2. Prioritize security architecture and technical controls to support AI
To implement secure AI, it’s necessary to have infrastructure and application-level controls that support AI security and data protection. This involves prioritizing security architecture and employing technical controls using the infrastructure/application/model/data approach:
- Building a secure infrastructure: Bolster security with traditional measures like network and endpoint controls, and prioritize updates to address vulnerabilities throughout the AI supply chain.
- Prioritizing application security: Embed secure development practices into your workflow, use modern scanning tools, and enforce strong authentication authorization measures. While some focus on AI-specific issues like prompt injection, a classic SQL injection can “get” them all the same.
- Securing the AI model: Train models to resist adversarial attacks, detect and mitigate bias in training data, and conduct regular AI red team exercises to identify problems. Models are also both very portable and very costly to create, and subject to theft by malicious actors. Test the model, and subsequently, guard the model.
- Implementing data security: Enact robust protocols including encryption and data masking, maintain detailed data records for integrity, and enforce strict access controls to protect sensitive information. Focus on training data provenance, model inputs/outputs, and other related data sets.

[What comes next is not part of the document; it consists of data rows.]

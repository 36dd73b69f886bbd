use std::path::PathBuf;

use importer_core::FailurePolicy;

use crate::fetch::FetchSettings;

pub const TOKEN_VAR: &str = "NOTION_TOKEN";
pub const DATABASE_ID_VAR: &str = "DATABASE_ID";
pub const OUTPUT_DIR_VAR: &str = "OUTPUT_DIR";
pub const API_BASE_VAR: &str = "NOTION_API_BASE";
pub const NOTION_VERSION_VAR: &str = "NOTION_VERSION";

pub const DEFAULT_OUTPUT_DIR: &str = "./content/posts";
pub const DEFAULT_API_BASE: &str = "https://api.notion.com/v1";
pub const DEFAULT_NOTION_VERSION: &str = "2022-06-28";

#[derive(Debug, Clone, PartialEq, Eq, thiserror::Error)]
pub enum ConfigError {
    #[error("required setting {0} is missing or empty")]
    Missing(&'static str),
}

/// Everything one import run needs. Built once at startup and passed down explicitly.
#[derive(Clone)]
pub struct ImportConfig {
    pub token: String,
    pub database_id: String,
    pub output_dir: PathBuf,
    pub api_base: String,
    pub notion_version: String,
    pub fetch: FetchSettings,
    pub failure_policy: FailurePolicy,
}

impl ImportConfig {
    pub fn from_env() -> Result<Self, ConfigError> {
        Self::from_lookup(|key| std::env::var(key).ok())
    }

    /// Builds the config from a key lookup. Required keys are checked before
    /// anything else is touched.
    pub fn from_lookup(lookup: impl Fn(&str) -> Option<String>) -> Result<Self, ConfigError> {
        let non_empty = |key: &str| lookup(key).filter(|v| !v.trim().is_empty());

        let token = non_empty(TOKEN_VAR).ok_or(ConfigError::Missing(TOKEN_VAR))?;
        let database_id = non_empty(DATABASE_ID_VAR).ok_or(ConfigError::Missing(DATABASE_ID_VAR))?;

        Ok(Self {
            token,
            database_id,
            output_dir: non_empty(OUTPUT_DIR_VAR)
                .map(PathBuf::from)
                .unwrap_or_else(|| PathBuf::from(DEFAULT_OUTPUT_DIR)),
            api_base: non_empty(API_BASE_VAR).unwrap_or_else(|| DEFAULT_API_BASE.to_string()),
            notion_version: non_empty(NOTION_VERSION_VAR)
                .unwrap_or_else(|| DEFAULT_NOTION_VERSION.to_string()),
            fetch: FetchSettings::default(),
            failure_policy: FailurePolicy::default(),
        })
    }
}

// Keeps the token out of logs.
impl std::fmt::Debug for ImportConfig {
    fn fmt(&self, f: &mut std::fmt::Formatter<'_>) -> std::fmt::Result {
        f.debug_struct("ImportConfig")
            .field("token", &"<redacted>")
            .field("database_id", &self.database_id)
            .field("output_dir", &self.output_dir)
            .field("api_base", &self.api_base)
            .field("notion_version", &self.notion_version)
            .field("fetch", &self.fetch)
            .field("failure_policy", &self.failure_policy)
            .finish()
    }
}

By prioritizing and enforcing these measures, organizations can help ensure the security of their AI systems and data.
3. Expand your security strategy to shield AI from cyber threats
A live, constantly refined strategy is essential to mitigating cybersecurity threats against AI as the field changes very rapidly. That is why it’s important to build strong and resilient defenses, as outlined in Google's Secure AI Framework.
When building a resilient cyber strategy to cover AI systems, organizations need to understand the risks of AI — including attacks on prompts, training data theft, model manipulation, adversarial examples, data poisoning and data exfiltration.
They should also explore using AI for security such as for their threat detection and response initiatives.
Finally, organizations should build cyber resiliency through a comprehensive incident response plan that addresses AI-specific issues and outlines clear protocols for detecting, containing, and eradicating security incidents involving AI. Doing this will equip organizations with the right education and tools to safeguard their AI deployments against evolving cyber threats.
In navigating the complex landscape of AI, security leaders are tasked with balancing rapid technology advancement and increased risk. By adopting a multilayered approach that combines strong safeguards, human oversight, technical security controls and a proactive threat defense strategy, organizations can set themselves up for a secure and innovative future.